Não Saí da Minha Noite é o oitavo título de Annie Ernaux a integrar o catálogo da Livros do Brasil.
Tal como Perder-se, o anterior livro, Não Saí da Minha Noite chega-nos com tradução de Tânia Ganho e trata-se também de um diário. Ainda como acontecia com o livro anterior, este diário relaciona-se com outro título da autora francesa. Não Saí da Minha Noite, um registo escrito do declínio mental e físico da mãe, doente de Alzheimer, está diretamente relacionado com o testemunho Uma Mulher.

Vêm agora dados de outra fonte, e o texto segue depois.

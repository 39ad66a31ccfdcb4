//! Error Kind - Classification of errors
//!
//! Defines the [`ErrorKind`] enum that maps to HTTP status codes.

use serde::Serialize;

/// エラー種別の列挙体
///
/// HTTP ステータスコードに対応するエラー分類を定義します。
/// ストアフロントのドメインが実際に返す種別のみを列挙しています。
///
/// ## Examples
/// ```rust
/// use kernel::error::kind::ErrorKind;
///
/// let kind = ErrorKind::NotFound;
/// assert_eq!(kind.status_code(), 404);
/// assert_eq!(kind.as_str(), "Not Found");
/// ```
#[derive(Debug, Clone, Copy, PartialEq, Eq, Serialize)]
#[serde(rename_all = "SCREAMING_SNAKE_CASE")]
#[non_exhaustive]
pub enum ErrorKind {
    /// 400 - Bad Request: リクエストが不正
    BadRequest,
    /// 401 - Unauthorized: 認証が必要
    Unauthorized,
    /// 404 - Not Found: リソースが見つからない
    NotFound,
    /// 408 - Request Timeout: リクエストタイムアウト
    RequestTimeout,
    /// 409 - Conflict: 現在の状態と競合（メール重複など）
    Conflict,
    /// 500 - Internal Server Error: サーバー内部エラー
    InternalServerError,
    /// 503 - Service Unavailable: ストアに接続できない
    ServiceUnavailable,
}

impl ErrorKind {
    /// HTTP ステータスコードを取得
    #[inline]
    pub const fn status_code(&self) -> u16 {
        match self {
            ErrorKind::BadRequest => 400,
            ErrorKind::Unauthorized => 401,
            ErrorKind::NotFound => 404,
            ErrorKind::RequestTimeout => 408,
            ErrorKind::Conflict => 409,
            ErrorKind::InternalServerError => 500,
            ErrorKind::ServiceUnavailable => 503,
        }
    }

    /// ユーザー向けの文字列表現を取得
    ///
    /// ## Returns
    /// HTTP ステータスの標準的な理由フレーズ
    #[inline]
    pub const fn as_str(&self) -> &'static str {
        match self {
            ErrorKind::BadRequest => "Bad Request",
            ErrorKind::Unauthorized => "Unauthorized",
            ErrorKind::NotFound => "Not Found",
            ErrorKind::RequestTimeout => "Request Timeout",
            ErrorKind::Conflict => "Conflict",
            ErrorKind::InternalServerError => "Internal Server Error",
            ErrorKind::ServiceUnavailable => "Service Unavailable",
        }
    }

    /// サーバー側のエラーかどうかを判定
    ///
    /// 5xx系のエラーは `true` を返します。ログに記録すべきです。
    #[inline]
    pub const fn is_server_error(&self) -> bool {
        self.status_code() >= 500
    }

    /// クライアント側のエラーかどうかを判定
    #[inline]
    pub const fn is_client_error(&self) -> bool {
        let code = self.status_code();
        code >= 400 && code < 500
    }
}

impl std::fmt::Display for ErrorKind {
    fn fmt(&self, f: &mut std::fmt::Formatter<'_>) -> std::fmt::Result {
        write!(f, "{}", self.as_str())
    }
}
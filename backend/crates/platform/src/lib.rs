//! Platform Crate - Technical Infrastructure
//!
//! This crate provides shared technical foundations:
//! - Password hashing (Argon2id, tunable work factor)
//! - Cookie management

pub mod cookie;
pub mod password;
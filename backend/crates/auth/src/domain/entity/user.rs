//! User Entity
//!
//! A registered storefront user. The password digest travels with the
//! entity but is never serialized into responses; DTOs pick the public
//! fields explicitly.

use chrono::{DateTime, Utc};
use platform::password::PasswordDigest;

use crate::domain::value_object::{email::Email, user_id::UserId};

/// User entity
#[derive(Debug, Clone)]
pub struct User {
    /// Store-assigned identifier (UUID v4)
    pub user_id: UserId,
    /// Display name
    pub name: String,
    /// Unique key, case-sensitive as stored
    pub email: Email,
    /// Optional phone number, stored as entered
    pub phone: Option<String>,
    /// Optional gender field
    pub gender: Option<String>,
    /// Argon2id PHC string; never the plaintext
    pub password_hash: PasswordDigest,
    /// Created timestamp
    pub created_at: DateTime<Utc>,
    /// Updated timestamp
    pub updated_at: DateTime<Utc>,
}

impl User {
    /// Create a new user with a fresh identifier and creation timestamp
    pub fn new(
        name: String,
        email: Email,
        phone: Option<String>,
        gender: Option<String>,
        password_hash: PasswordDigest,
    ) -> Self {
        let now = Utc::now();

        Self {
            user_id: UserId::new(),
            name,
            email,
            phone,
            gender,
            password_hash,
            created_at: now,
            updated_at: now,
        }
    }
}
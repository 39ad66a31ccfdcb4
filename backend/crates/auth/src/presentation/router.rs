//! Auth Router

use axum::{
    Router,
    routing::{get, post},
};
use std::sync::Arc;

use crate::application::config::AuthConfig;
use crate::domain::repository::{SessionRepository, UserRepository};
use crate::infra::postgres::PgAuthRepository;
use crate::presentation::handlers::{self, AuthAppState};

/// Create the Auth router with PostgreSQL repository
pub fn auth_router(repo: PgAuthRepository, config: AuthConfig) -> Router {
    auth_router_generic(repo, config)
}

/// Create a generic Auth router for any repository implementation
pub fn auth_router_generic<R>(repo: R, config: AuthConfig) -> Router
where
    R: UserRepository + SessionRepository + Clone + Send + Sync + 'static,
{
    let state = AuthAppState {
        repo: Arc::new(repo),
        config: Arc::new(config),
    };

    Router::new()
        .route("/signup", post(handlers::sign_up::<R>))
        .route("/login", post(handlers::login::<R>))
        .route("/logout", get(handlers::logout::<R>))
        .route("/api/account", get(handlers::account::<R>))
        .with_state(state)
}
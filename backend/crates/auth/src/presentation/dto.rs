//! API DTOs (Data Transfer Objects)
//!
//! Required string fields default to empty on deserialization so a
//! missing field surfaces as the flow's own validation error (400), not
//! as a body-rejection.

use serde::{Deserialize, Serialize};

// ============================================================================
// Sign Up
// ============================================================================

/// Sign up request
#[derive(Debug, Clone, Deserialize)]
#[serde(rename_all = "camelCase")]
pub struct SignUpRequest {
    #[serde(default)]
    pub name: String,
    #[serde(default)]
    pub email: String,
    pub phone: Option<String>,
    #[serde(default)]
    pub password: String,
    #[serde(default)]
    pub confirm_password: String,
    pub gender: Option<String>,
}

/// Sign up response
///
/// Echoes neither the password nor its hash.
#[derive(Debug, Clone, Serialize)]
#[serde(rename_all = "camelCase")]
pub struct SignUpResponse {
    pub user_id: String,
}

// ============================================================================
// Login
// ============================================================================

/// Login request
#[derive(Debug, Clone, Deserialize)]
#[serde(rename_all = "camelCase")]
pub struct LoginRequest {
    #[serde(default)]
    pub email: String,
    #[serde(default)]
    pub password: String,
}

// ============================================================================
// Account
// ============================================================================

/// Account details response
#[derive(Debug, Clone, Serialize)]
#[serde(rename_all = "camelCase")]
pub struct AccountResponse {
    pub name: String,
    pub email: String,
    pub phone: Option<String>,
}

#[cfg(test)]
mod tests {
    use super::*;

    #[test]
    fn test_missing_fields_default_to_empty() {
        let req: SignUpRequest = serde_json::from_str("{}").unwrap();
        assert!(req.name.is_empty());
        assert!(req.email.is_empty());
        assert!(req.phone.is_none());

        let req: LoginRequest = serde_json::from_str(r#"{"email":"a@x.com"}"#).unwrap();
        assert_eq!(req.email, "a@x.com");
        assert!(req.password.is_empty());
    }

    #[test]
    fn test_camel_case_fields() {
        let req: SignUpRequest = serde_json::from_str(
            r#"{"name":"A","email":"a@x.com","password":"pw1","confirmPassword":"pw1"}"#,
        )
        .unwrap();
        assert_eq!(req.confirm_password, "pw1");
    }
}
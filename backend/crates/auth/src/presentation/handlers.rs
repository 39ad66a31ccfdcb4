//! HTTP Handlers

use axum::Json;
use axum::extract::State;
use axum::http::{HeaderMap, StatusCode, header};
use axum::response::{IntoResponse, Redirect};
use std::sync::Arc;

use crate::application::{
    AccountUseCase, CheckSessionUseCase, SignInInput, SignInUseCase, SignOutUseCase, SignUpInput,
    SignUpUseCase,
};
use crate::application::config::AuthConfig;
use crate::domain::repository::{SessionRepository, UserRepository};
use crate::error::{AuthError, AuthResult};
use crate::presentation::dto::{AccountResponse, LoginRequest, SignUpRequest, SignUpResponse};

/// Shared state for auth handlers
#[derive(Clone)]
pub struct AuthAppState<R>
where
    R: UserRepository + SessionRepository + Clone + Send + Sync + 'static,
{
    pub repo: Arc<R>,
    pub config: Arc<AuthConfig>,
}

// ============================================================================
// Sign Up
// ============================================================================

/// POST /signup
pub async fn sign_up<R>(
    State(state): State<AuthAppState<R>>,
    Json(req): Json<SignUpRequest>,
) -> AuthResult<impl IntoResponse>
where
    R: UserRepository + SessionRepository + Clone + Send + Sync + 'static,
{
    let use_case = SignUpUseCase::new(state.repo.clone(), state.config.clone());

    let input = SignUpInput {
        name: req.name,
        email: req.email,
        phone: req.phone,
        password: req.password,
        confirm_password: req.confirm_password,
        gender: req.gender,
    };

    let output = use_case.execute(input).await?;

    Ok((
        StatusCode::CREATED,
        Json(SignUpResponse {
            user_id: output.user_id,
        }),
    ))
}

// ============================================================================
// Login
// ============================================================================

/// POST /login
///
/// On success: 302 to the products page with the session cookie set.
/// Failures come back as structured errors; clients decide how to render
/// them.
pub async fn login<R>(
    State(state): State<AuthAppState<R>>,
    Json(req): Json<LoginRequest>,
) -> AuthResult<impl IntoResponse>
where
    R: UserRepository + SessionRepository + Clone + Send + Sync + 'static,
{
    let use_case = SignInUseCase::new(state.repo.clone(), state.repo.clone(), state.config.clone());

    let input = SignInInput {
        email: req.email,
        password: req.password,
    };

    let output = use_case.execute(input).await?;

    let cookie = state.config.session_cookie().build_set_cookie(&output.session_token);

    Ok((
        StatusCode::FOUND,
        [
            (header::LOCATION, "/products".to_string()),
            (header::SET_COOKIE, cookie),
        ],
    ))
}

// ============================================================================
// Logout
// ============================================================================

/// GET /logout
///
/// Destroys the session (idempotent), clears the cookie, and sends the
/// client back to the login page. Only a store failure aborts the
/// request.
pub async fn logout<R>(
    State(state): State<AuthAppState<R>>,
    headers: HeaderMap,
) -> AuthResult<impl IntoResponse>
where
    R: UserRepository + SessionRepository + Clone + Send + Sync + 'static,
{
    if let Some(token) = extract_session_cookie(&headers, &state.config.session_cookie_name) {
        let use_case = SignOutUseCase::new(state.repo.clone(), state.config.clone());
        use_case.execute(&token).await?;
    }

    let cookie = state.config.session_cookie().build_delete_cookie();

    Ok((
        [(header::SET_COOKIE, cookie)],
        Redirect::to("/login"),
    ))
}

// ============================================================================
// Account
// ============================================================================

/// GET /api/account
pub async fn account<R>(
    State(state): State<AuthAppState<R>>,
    headers: HeaderMap,
) -> AuthResult<Json<AccountResponse>>
where
    R: UserRepository + SessionRepository + Clone + Send + Sync + 'static,
{
    let token = extract_session_cookie(&headers, &state.config.session_cookie_name)
        .ok_or(AuthError::SessionInvalid)?;

    let check = CheckSessionUseCase::new(state.repo.clone(), state.config.clone());
    let user_id = check.resolve(&token).await?;

    let use_case = AccountUseCase::new(state.repo.clone());
    let output = use_case.execute(&user_id).await?;

    Ok(Json(AccountResponse {
        name: output.name,
        email: output.email,
        phone: output.phone,
    }))
}

// ============================================================================
// Helper Functions
// ============================================================================

fn extract_session_cookie(headers: &HeaderMap, name: &str) -> Option<String> {
    platform::cookie::extract_cookie(headers, name)
}
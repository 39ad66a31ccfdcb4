//! Session Entity
//!
//! Server-side session binding an opaque token to a user identifier.
//! Stored in the database; the cookie only carries the signed session id.

use chrono::{DateTime, Duration, Utc};
use uuid::Uuid;

use crate::domain::value_object::user_id::UserId;

/// Session entity
#[derive(Debug, Clone)]
pub struct Session {
    /// Session ID (UUID v4)
    pub session_id: Uuid,
    /// Bound user
    pub user_id: UserId,
    /// Absolute expiration (Unix timestamp ms); no sliding extension
    pub expires_at_ms: i64,
    /// Created timestamp
    pub created_at: DateTime<Utc>,
}

impl Session {
    /// Create a new session expiring `ttl` from now
    ///
    /// TTL comes from the application layer (config), not hard-coded here.
    pub fn new(user_id: UserId, ttl: Duration) -> Self {
        let now = Utc::now();

        Self {
            session_id: Uuid::new_v4(),
            user_id,
            expires_at_ms: (now + ttl).timestamp_millis(),
            created_at: now,
        }
    }

    /// Check if session has expired
    ///
    /// Expired sessions behave exactly like absent ones.
    pub fn is_expired(&self) -> bool {
        Utc::now().timestamp_millis() > self.expires_at_ms
    }
}

#[cfg(test)]
mod tests {
    use super::*;

    #[test]
    fn test_fresh_session_not_expired() {
        let session = Session::new(UserId::new(), Duration::hours(24));
        assert!(!session.is_expired());
    }

    #[test]
    fn test_past_expiry_is_expired() {
        let session = Session::new(UserId::new(), Duration::seconds(-1));
        assert!(session.is_expired());
    }

    #[test]
    fn test_sessions_get_distinct_ids() {
        let user_id = UserId::new();
        let a = Session::new(user_id, Duration::hours(24));
        let b = Session::new(user_id, Duration::hours(24));
        assert_ne!(a.session_id, b.session_id);
    }
}
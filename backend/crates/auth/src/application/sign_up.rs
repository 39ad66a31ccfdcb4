//! Sign Up Use Case
//!
//! Registers a new user account.

use std::sync::Arc;

use platform::password::PlainPassword;

use crate::application::config::AuthConfig;
use crate::domain::entity::user::User;
use crate::domain::repository::UserRepository;
use crate::domain::value_object::email::Email;
use crate::error::{AuthError, AuthResult};

/// Sign up input
pub struct SignUpInput {
    pub name: String,
    pub email: String,
    pub phone: Option<String>,
    pub password: String,
    pub confirm_password: String,
    pub gender: Option<String>,
}

/// Sign up output
pub struct SignUpOutput {
    pub user_id: String,
}

/// Sign up use case
pub struct SignUpUseCase<U>
where
    U: UserRepository,
{
    user_repo: Arc<U>,
    config: Arc<AuthConfig>,
}

impl<U> SignUpUseCase<U>
where
    U: UserRepository,
{
    pub fn new(user_repo: Arc<U>, config: Arc<AuthConfig>) -> Self {
        Self { user_repo, config }
    }

    pub async fn execute(&self, input: SignUpInput) -> AuthResult<SignUpOutput> {
        // Required fields
        if input.name.trim().is_empty()
            || input.email.trim().is_empty()
            || input.password.is_empty()
            || input.confirm_password.is_empty()
        {
            return Err(AuthError::Validation("Please enter all fields".to_string()));
        }

        if input.password != input.confirm_password {
            return Err(AuthError::Validation("Passwords do not match".to_string()));
        }

        let email =
            Email::new(&input.email).map_err(|e| AuthError::Validation(e.message().to_string()))?;

        // Fast path; the store's UNIQUE constraint is the authoritative
        // guard and maps a losing concurrent insert to the same error.
        if self.user_repo.exists_by_email(&email).await? {
            return Err(AuthError::EmailTaken);
        }

        let password = PlainPassword::new(input.password)
            .map_err(|e| AuthError::Validation(e.to_string()))?;
        let password_hash = password
            .hash(&self.config.work_factor)
            .map_err(|e| AuthError::Internal(e.to_string()))?;

        let user = User::new(
            input.name.trim().to_string(),
            email,
            normalize_optional(input.phone),
            normalize_optional(input.gender),
            password_hash,
        );

        self.user_repo.insert(&user).await?;

        tracing::info!(user_id = %user.user_id, "User signed up");

        Ok(SignUpOutput {
            user_id: user.user_id.to_string(),
        })
    }
}

/// Collapse empty/whitespace-only optional fields to None
fn normalize_optional(value: Option<String>) -> Option<String> {
    value
        .map(|v| v.trim().to_string())
        .filter(|v| !v.is_empty())
}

Uma Mulher (já apresentado por aqui) iniciava-se com a morte da mãe, dois anos depois de ter sido internada num lar, com demência. Escrever sobre a mãe, revisitar a sua memória, tornava-se difícil, pois para a autora a mãe era apenas uma figura sólida sempre presente, forte, sempre ocupada, sem história pessoal.
“Parece-me agora que escrevo sobre a minha mãe para, por minha vez, a trazer ao mundo.” (p. 105)
A relação com a mãe, não é novidade para os leitores de Ernaux, era complexa e violenta. Oscilando entre os excessos de ternura ou o querer proporcionar tudo o que não teve, e a censura ou a violência, encarando a filha como uma inimiga de classe.
Em 1979, a mãe foi atropelada e embora parecesse estar a recuperar bem, inicia-se então um processo de decadência e doença prolongada, com perdas de memória e comportamentos estranhos.
Não Saí da Minha Noite é o relato cru, escrito de jorro, onde impera emoção e muita pouca racionalização, escrito a quente, sem releitura ou revisão.
“Quando escrevo estas coisas, escrevo-as o mais depressa possível (como se fosse errado) e sem pensar nas palavras que uso.” (p. 67)
Escreve-nos a autora, numa nota inicial, que mesmo ao publicar estas páginas decidiu apresentá-las “tal qual foram escritas: com o estupor e a perturbação que eu sentia na época” (p. 9).
Aqui encontram-se emoções em bruto, da estranheza ao choque, da frustração ao medo, inclusivamente a repugnância perante um ser que gradualmente perde o controlo das funções mais básicas do organismo. O registo dos dias chega-nos assim sem filtro, sem o habitual distanciamento de outros testemunhos de Annie Ernaux, em que a autora assume o desdobramento do eu que vivencia numa outra que recorda em diferido, com os riscos de recriação que tal implica.
Um diário que se estende por cerca de dois anos e meio de vida da autora, durante o tempo que a mãe se encontra num lar e testemunha a sua gradual ausência do mundo dos vivos, que se acusa num olhar “louco”, “inumano”, no esquecimento da filha que confunde com outra (chega a pensar que a filha é ela própria mais nova), no facto de não ser capaz de chamar, por mais de um ano, a própria filha pelo nome.
Na relação que se estabelece entre mãe e filha invertem-se os papéis, e passa a ser a filha a cuidadora. Curiosamente, o carinho que a filha revela para com a mãe materializa-se substancialmente na comida, pois é nos doces e nos bolos que a tenta mimar, levando-lhe constantemente pequenas guloseimas, como quem dá amor a provar.
Um relato tão breve quanto cru, e extremamente pessoal, que deixa no leitor uma marca indelével e toca as cordas das nossas próprias perdas, da nossa própria impotência perante o tempo.
“Para mim, ela é o tempo. E também me empurra para a morte.” (p. 56)
A escrita surge assim como grito, a tentar pôr ordem no caos, a impor a memória sobre o vazio do esquecimento.
Por fim, assistir à deterioração das condições físicas de um progenitor é também, afinal, antecipar a nossa própria ruína: “Entre a minha vida e a minha morte, só me resta ela, demente.”